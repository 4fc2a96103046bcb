//! The tagged result every workflow hands back to the UI.

use std::fmt;

use chain_sol::units::lamports_to_sol;
use rust_decimal::{Decimal, RoundingStrategy};
use serde::{Deserialize, Serialize};

use crate::error::WorkflowError;

/// Final result of one workflow invocation. Never both.
#[derive(Debug, Clone, PartialEq, Eq, Serialize, Deserialize)]
#[serde(tag = "status", rename_all = "camelCase")]
pub enum Outcome {
    Success { artifact: Artifact },
    Failure { reason: String },
}

/// What a successful workflow produced.
#[derive(Debug, Clone, PartialEq, Eq, Serialize, Deserialize)]
#[serde(tag = "kind", content = "value", rename_all = "camelCase")]
pub enum Artifact {
    /// Base58 signature of a confirmed airdrop or a broadcast transfer.
    TransactionSignature(String),
    Balance(Balance),
    /// Base58 Ed25519 signature over a user message, already verified.
    MessageSignature(String),
}

/// Account balance as of the most recent successful query.
#[derive(Debug, Clone, Copy, PartialEq, Eq, Serialize, Deserialize)]
pub struct Balance {
    pub lamports: u64,
    pub sol: Decimal,
}

impl Balance {
    pub fn from_lamports(lamports: u64) -> Self {
        Self {
            lamports,
            sol: lamports_to_sol(lamports),
        }
    }
}

impl fmt::Display for Balance {
    fn fmt(&self, f: &mut fmt::Formatter<'_>) -> fmt::Result {
        let rounded = self
            .sol
            .round_dp_with_strategy(6, RoundingStrategy::MidpointAwayFromZero);
        write!(f, "{rounded:.6} SOL")
    }
}

impl Outcome {
    pub fn success(artifact: Artifact) -> Self {
        Outcome::Success { artifact }
    }

    pub fn failure(reason: impl Into<String>) -> Self {
        Outcome::Failure {
            reason: reason.into(),
        }
    }

    pub fn is_success(&self) -> bool {
        matches!(self, Outcome::Success { .. })
    }

    pub fn artifact(&self) -> Option<&Artifact> {
        match self {
            Outcome::Success { artifact } => Some(artifact),
            Outcome::Failure { .. } => None,
        }
    }

    pub fn reason(&self) -> Option<&str> {
        match self {
            Outcome::Success { .. } => None,
            Outcome::Failure { reason } => Some(reason),
        }
    }
}

impl From<Result<Artifact, WorkflowError>> for Outcome {
    fn from(result: Result<Artifact, WorkflowError>) -> Self {
        match result {
            Ok(artifact) => Outcome::success(artifact),
            Err(err) => Outcome::failure(err.to_string()),
        }
    }
}

#[cfg(test)]
mod tests {
    use super::*;
    use crate::error::ValidationError;

    #[test]
    fn error_becomes_failure_with_display_text() {
        let outcome = Outcome::from(Err(WorkflowError::from(ValidationError::NotConnected)));
        assert_eq!(outcome, Outcome::failure("connect wallet first"));
        assert_eq!(outcome.reason(), Some("connect wallet first"));
        assert!(outcome.artifact().is_none());
    }

    #[test]
    fn artifact_becomes_success() {
        let outcome = Outcome::from(Ok(Artifact::TransactionSignature("5xSig".into())));
        assert!(outcome.is_success());
        assert_eq!(
            outcome.artifact(),
            Some(&Artifact::TransactionSignature("5xSig".into()))
        );
        assert!(outcome.reason().is_none());
    }

    #[test]
    fn balance_renders_six_places() {
        assert_eq!(Balance::from_lamports(2_500_000_000).to_string(), "2.500000 SOL");
        assert_eq!(Balance::from_lamports(0).to_string(), "0.000000 SOL");
    }

    #[test]
    fn balance_rounds_to_six_places() {
        assert_eq!(Balance::from_lamports(1_234_567_890).to_string(), "1.234568 SOL");
        assert_eq!(Balance::from_lamports(999_999_999).to_string(), "1.000000 SOL");
        assert_eq!(Balance::from_lamports(1_000_000_500).to_string(), "1.000001 SOL");
        assert_eq!(Balance::from_lamports(1_000_000_499).to_string(), "1.000000 SOL");
    }

    #[test]
    fn outcome_serializes_tagged() {
        let json = serde_json::to_value(Outcome::failure("signature invalid")).unwrap();
        assert_eq!(
            json,
            serde_json::json!({ "status": "failure", "reason": "signature invalid" })
        );

        let json =
            serde_json::to_value(Outcome::success(Artifact::MessageSignature("abc".into())))
                .unwrap();
        assert_eq!(json["status"], "success");
        assert_eq!(json["artifact"]["kind"], "messageSignature");
        assert_eq!(json["artifact"]["value"], "abc");
    }
}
- - - - -
_WORK TO COMPLETE_
All records are to be written out exactly.

_RESULT FOR THIS TASK_
repository 4fc2a96103046bcb
//! The tagged result every workflow hands back to the UI.

use std::fmt;

use chain_sol::units::lamports_to_sol;
use rust_decimal::{Decimal, RoundingStrategy};
use serde::{Deserialize, Serialize};

use crate::error::WorkflowError;

/// Final result of one workflow invocation. Never both.
#[derive(Debug, Clone, PartialEq, Eq, Serialize, Deserialize)]
#[serde(tag = "status", rename_all = "camelCase")]
pub enum Outcome {
    Success { artifact: Artifact },
    Failure { reason: String },
}

/// What a successful workflow produced.
#[derive(Debug, Clone, PartialEq, Eq, Serialize, Deserialize)]
#[serde(tag = "kind", content = "value", rename_all = "camelCase")]
pub enum Artifact {
    /// Base58 signature of a confirmed airdrop or a broadcast transfer.
    TransactionSignature(String),
    Balance(Balance),
    /// Base58 Ed25519 signature over a user message, already verified.
    MessageSignature(String),
}

/// Account balance as of the most recent successful query.
#[derive(Debug, Clone, Copy, PartialEq, Eq, Serialize, Deserialize)]
pub struct Balance {
    pub lamports: u64,
    pub sol: Decimal,
}

impl Balance {
    pub fn from_lamports(lamports: u64) -> Self {
        Self {
            lamports,
            sol: lamports_to_sol(lamports),
        }
    }
}

impl fmt::Display for Balance {
    fn fmt(&self, f: &mut fmt::Formatter<'_>) -> fmt::Result {
        let rounded = self
            .sol
            .round_dp_with_strategy(6, RoundingStrategy::MidpointAwayFromZero);
        write!(f, "{rounded:.6} SOL")
    }
}

impl Outcome {
    pub fn success(artifact: Artifact) -> Self {
        Outcome::Success { artifact }
    }

    pub fn failure(reason: impl Into<String>) -> Self {
        Outcome::Failure {
            reason: reason.into(),
        }
    }

    pub fn is_success(&self) -> bool {
        matches!(self, Outcome::Success { .. })
    }

    pub fn artifact(&self) -> Option<&Artifact> {
        match self {
            Outcome::Success { artifact } => Some(artifact),
            Outcome::Failure { .. } => None,
        }
    }

    pub fn reason(&self) -> Option<&str> {
        match self {
            Outcome::Success { .. } => None,
            Outcome::Failure { reason } => Some(reason),
        }
    }
}

impl From<Result<Artifact, WorkflowError>> for Outcome {
    fn from(result: Result<Artifact, WorkflowError>) -> Self {
        match result {
            Ok(artifact) => Outcome::success(artifact),
            Err(err) => Outcome::failure(err.to_string()),
        }
    }
}

#[cfg(test)]
mod tests {
    use super::*;
    use crate::error::ValidationError;

    #[test]
    fn error_becomes_failure_with_display_text() {
        let outcome = Outcome::from(Err(WorkflowError::from(ValidationError::NotConnected)));
        assert_eq!(outcome, Outcome::failure("connect wallet first"));
        assert_eq!(outcome.reason(), Some("connect wallet first"));
        assert!(outcome.artifact().is_none());
    }

    #[test]
    fn artifact_becomes_success() {
        let outcome = Outcome::from(Ok(Artifact::TransactionSignature("5xSig".into())));
        assert!(outcome.is_success());
        assert_eq!(
            outcome.artifact(),
            Some(&Artifact::TransactionSignature("5xSig".into()))
        );
        assert!(outcome.reason().is_none());
    }

    #[test]
    fn balance_renders_six_places() {
        assert_eq!(Balance::from_lamports(2_500_000_000).to_string(), "2.500000 SOL");
        assert_eq!(Balance::from_lamports(0).to_string(), "0.000000 SOL");
    }

    #[test]
    fn balance_rounds_to_six_places() {
        assert_eq!(Balance::from_lamports(1_234_567_890).to_string(), "1.234568 SOL");
        assert_eq!(Balance::from_lamports(999_999_999).to_string(), "1.000000 SOL");
        assert_eq!(Balance::from_lamports(1_000_000_500).to_string(), "1.000001 SOL");
        assert_eq!(Balance::from_lamports(1_000_000_499).to_string(), "1.000000 SOL");
    }

    #[test]
    fn outcome_serializes_tagged() {
        let json = serde_json::to_value(Outcome::failure("signature invalid")).unwrap();
        assert_eq!(
            json,
            serde_json::json!({ "status": "failure", "reason": "signature invalid" })
        );

        let json =
            serde_json::to_value(Outcome::success(Artifact::MessageSignature("abc".into())))
                .unwrap();
        assert_eq!(json["status"], "success");
        assert_eq!(json["artifact"]["kind"], "messageSignature");
        assert_eq!(json["artifact"]["value"], "abc");
    }
}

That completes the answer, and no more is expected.